[TASK STATEMENT]:
Search the material below for the string "derive" and extract each line that has it.

⁂

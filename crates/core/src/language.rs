//! Programming-language inference used to route code to the editor's
//! syntax highlighter. Both lookups are advisory: a wrong answer only
//! changes how code is displayed.

/// Infers the language of a code skeleton returned by the tutor.
pub trait LanguageDetector: Send + Sync {
    /// Returns the detected language, or `fallback` when nothing matches.
    fn detect(&self, skeleton: &str, fallback: &str) -> String;
}

/// Ordered substring heuristics; the first matching rule wins.
#[derive(Debug, Clone, Copy, Default)]
pub struct HeuristicDetector;

const RULES: &[(&str, &[&str])] = &[
    ("python", &["def ", "import "]),
    ("javascript", &["function ", "const ", "let "]),
    ("java", &["public class", "public static void"]),
    ("cpp", &["#include", "int main"]),
];

impl LanguageDetector for HeuristicDetector {
    fn detect(&self, skeleton: &str, fallback: &str) -> String {
        RULES
            .iter()
            .find(|(_, markers)| markers.iter().any(|m| skeleton.contains(m)))
            .map(|(lang, _)| (*lang).to_string())
            .unwrap_or_else(|| fallback.to_string())
    }
}

/// A language resolved from an uploaded file name.
#[derive(Debug, Clone, Copy, PartialEq, Eq)]
pub struct FileLanguage {
    pub language: &'static str,
    pub display_name: &'static str,
}

const UNKNOWN: FileLanguage = FileLanguage {
    language: "text",
    display_name: "Unknown",
};

/// Maps a file name to a language by its extension (case-insensitive).
pub fn language_for_file(file_name: &str) -> FileLanguage {
    let Some((_, ext)) = file_name.rsplit_once('.') else {
        return UNKNOWN;
    };
    let (language, display_name) = match ext.to_ascii_lowercase().as_str() {
        "py" => ("python", "Python"),
        "js" | "jsx" => ("javascript", "JavaScript"),
        "ts" | "tsx" => ("typescript", "TypeScript"),
        "java" => ("java", "Java"),
        "cpp" | "cc" | "cxx" | "h" | "hpp" => ("cpp", "C++"),
        "c" => ("c", "C"),
        "go" => ("go", "Go"),
        "rs" => ("rust", "Rust"),
        "rb" => ("ruby", "Ruby"),
        "php" => ("php", "PHP"),
        "swift" => ("swift", "Swift"),
        "kt" | "kts" => ("kotlin", "Kotlin"),
        "cs" => ("csharp", "C#"),
        _ => return UNKNOWN,
    };
    FileLanguage {
        language,
        display_name,
    }
}

#[cfg(test)]
mod tests {
    use super::*;

    #[test]
    fn test_python_skeleton() {
        let skeleton = "def binary_search(arr, target):\n    # TODO: set low and high\n    pass";
        assert_eq!(HeuristicDetector.detect(skeleton, "javascript"), "python");
    }

    #[test]
    fn test_python_wins_over_later_rules() {
        // Contains both a Python import and a C include; first rule wins.
        let skeleton = "import random\n// #include <vector>";
        assert_eq!(HeuristicDetector.detect(skeleton, "cpp"), "python");
    }

    #[test]
    fn test_javascript_java_cpp() {
        assert_eq!(
            HeuristicDetector.detect("const search = (arr) => {}", "python"),
            "javascript"
        );
        assert_eq!(
            HeuristicDetector.detect("public class Solution {\n}", "python"),
            "java"
        );
        assert_eq!(
            HeuristicDetector.detect("#include <iostream>\nint main() {}", "python"),
            "cpp"
        );
    }

    #[test]
    fn test_falls_back_to_active_language() {
        assert_eq!(HeuristicDetector.detect("fn main() {}", "rust"), "rust");
        assert_eq!(HeuristicDetector.detect("", "python"), "python");
    }

    #[test]
    fn test_language_for_file() {
        assert_eq!(language_for_file("solver.PY").language, "python");
        assert_eq!(language_for_file("App.tsx").display_name, "TypeScript");
        assert_eq!(language_for_file("vec.hpp").language, "cpp");
        assert_eq!(language_for_file("lib.rs").language, "rust");
    }

    #[test]
    fn test_language_for_unknown_file() {
        assert_eq!(language_for_file("Makefile"), UNKNOWN);
        assert_eq!(language_for_file("notes."), UNKNOWN);
        assert_eq!(language_for_file("data.csv").language, "text");
    }
}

⁂

[RESULT OF THE EXERCISE]:
#[derive(Debug, Clone, Copy, Default)]
#[derive(Debug, Clone, Copy, PartialEq, Eq)]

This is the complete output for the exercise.